Defendant bore the burden of proving contributory negligence (see Paluch v Erie Lackawanna R.R. Co., 387 F2d 996, 999 [1968]). Defendant does not claim that plaintiff contributed to the collision, but instead attempts to show that plaintiff contributed to his injuries, first, by failing to select a safer position on the engine and, second, by failing to look around in order to discover danger. First, to satisfy its burden of showing contributory negligence "where alternate reasonable courses of action existed, the defendant needs to show that the plaintiff's actions were unreasonable" (Keeton v Norfolk S. Corp., supra at 593). Plaintiff and Fosmire testified that plaintiff's position on the engine was safe, proper and in accordance with defendant's rules, and that he was exactly where he was required to be.
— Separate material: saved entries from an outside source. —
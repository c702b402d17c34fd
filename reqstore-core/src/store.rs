//! `DocumentStore` - the public CRUD surface for request body payloads.
//!
//! The store owns exactly one backend connection for its lifetime.
//! Lifecycle calls (`connect`/`try_connect`/`close`) are idempotent and
//! take the write half of the lock; save/get/delete share the read half,
//! so callers may issue them concurrently and ordering between them is
//! whatever the driver provides. A `close` racing an in-flight `save`
//! resolves in whichever order the lock grants; no outcome is guaranteed
//! beyond that. Timeouts and cancellation are the caller's problem.
//!
//! Error propagation is deliberately asymmetric (carried over from the
//! system this replaces): `connect` swallows failures and only logs,
//! `delete_many` reports failure as `false`, `save` returns a generic
//! error with the cause logged, and only `get` propagates causes. The
//! strict variants (`try_connect`, `state`) make connection health
//! observable instead of leaving the swallowed path as the only option.

use mongodb::bson::oid::ObjectId;
use tokio::sync::RwLock;
use tracing::{error, info, warn};

use crate::backend::{DocumentBackend, MongoBackend};
use crate::config::StoreConfig;
use crate::document::{project, StoredRequestBody};
use crate::error::{Result, StoreError};

/// Externally observable connection state
#[derive(Debug, Clone, Copy, PartialEq, Eq)]
pub enum ConnectionState {
    Disconnected,
    Connected,
}

/// Persistence accessor for request body payloads.
///
/// Holds one injected backend; construct with [`DocumentStore::new`] for
/// tests or [`DocumentStore::from_env`] for the production MongoDB backend.
pub struct DocumentStore<B: DocumentBackend = MongoBackend> {
    backend: RwLock<B>,
    config: StoreConfig,
}

impl DocumentStore<MongoBackend> {
    /// Store over the MongoDB backend, configured from the environment
    pub fn from_env() -> Self {
        Self::new(MongoBackend::new(), StoreConfig::from_env())
    }
}

impl<B: DocumentBackend> DocumentStore<B> {
    pub fn new(backend: B, config: StoreConfig) -> Self {
        Self {
            backend: RwLock::new(backend),
            config,
        }
    }

    /// Current connection state
    pub async fn state(&self) -> ConnectionState {
        if self.backend.read().await.is_connected() {
            ConnectionState::Connected
        } else {
            ConnectionState::Disconnected
        }
    }

    /// Best-effort connect: failures are logged and swallowed, so boot can
    /// proceed with the store unreachable. Callers that need certainty use
    /// [`DocumentStore::try_connect`] or check [`DocumentStore::state`].
    pub async fn connect(&self) {
        if let Err(err) = self.try_connect().await {
            warn!(error = %err, "document store connection failed");
        }
    }

    /// Strict connect: no-op when already connected, otherwise establishes
    /// the connection and surfaces any failure.
    pub async fn try_connect(&self) -> Result<()> {
        let mut backend = self.backend.write().await;
        if backend.is_connected() {
            return Ok(());
        }
        backend
            .connect(&self.config)
            .await
            .map_err(|cause| StoreError::connection("failed to connect to document store", cause))?;
        info!(host = %self.config.host, db = %self.config.db_name, "connected to document store");
        Ok(())
    }

    /// Idempotent disconnect. Unlike connect, failures here surface to the
    /// caller: a connection that cannot be torn down is worth knowing about.
    pub async fn close(&self) -> Result<()> {
        let mut backend = self.backend.write().await;
        if !backend.is_connected() {
            return Ok(());
        }
        backend
            .disconnect()
            .await
            .map_err(|cause| StoreError::connection("failed to close store connection", cause))?;
        info!("disconnected from document store");
        Ok(())
    }

    /// Persist a payload and return its store-assigned public id
    pub async fn save(&self, payload: impl Into<String>) -> Result<String> {
        let document = StoredRequestBody::new(payload.into());
        let backend = self.backend.read().await;
        match backend.insert(&document).await {
            Ok(oid) => {
                let record = project(StoredRequestBody {
                    id: Some(oid),
                    ..document
                })?;
                Ok(record.id)
            }
            Err(err) => {
                error!(error = ?err, "failed to save request body");
                Err(StoreError::save_failed())
            }
        }
    }

    /// Fetch the payload stored under `id`.
    ///
    /// Distinguishes a missing document (`NotFound`) from a failed lookup
    /// (`Persistence` with the cause attached). A malformed id cannot be
    /// looked up at all and counts as a failed lookup.
    pub async fn get(&self, id: &str) -> Result<String> {
        let oid = ObjectId::parse_str(id).map_err(|err| {
            error!(id = %id, error = %err, "request body id is not a valid object id");
            StoreError::lookup(anyhow::Error::new(err))
        })?;

        let backend = self.backend.read().await;
        match backend.find_by_id(oid).await {
            Ok(Some(document)) => Ok(project(document)?.request),
            Ok(None) => Err(StoreError::not_found(id)),
            Err(err) => {
                error!(id = %id, error = ?err, "failed to fetch request body");
                Err(StoreError::lookup(err))
            }
        }
    }

    /// Bulk delete by public id. Failure is reported as `false`, never as
    /// an error; one malformed id fails the whole batch. Zero matching ids
    /// is success.
    pub async fn delete_many(&self, ids: &[String]) -> bool {
        if ids.is_empty() {
            return true;
        }

        let mut object_ids = Vec::with_capacity(ids.len());
        for id in ids {
            match ObjectId::parse_str(id) {
                Ok(oid) => object_ids.push(oid),
                Err(err) => {
                    error!(id = %id, error = %err, "failed to delete request bodies");
                    return false;
                }
            }
        }

        let backend = self.backend.read().await;
        match backend.delete_by_ids(&object_ids).await {
            Ok(deleted) => {
                info!(requested = ids.len(), deleted, "deleted request bodies");
                true
            }
            Err(err) => {
                error!(error = ?err, "failed to delete request bodies");
                false
            }
        }
    }
}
Although defendant established that it was possible for plaintiff to perform his duties from some other position, defendant failed to prove the unreasonableness of plaintiff's choice to assume a position that his supervisor deemed safe and proper.

Second, despite defendant's claims that plaintiff was contributorily negligent by failing to look around in order to discover danger, rather than continually looking in his direction of travel, plaintiff had no reason to be concerned about a train on a parallel track, particularly where he had already passed that train and encountered no hazards. "Certainly, it is not contributory negligence to fail to discover a danger when there is no reason to apprehend one" (Paluch v Erie...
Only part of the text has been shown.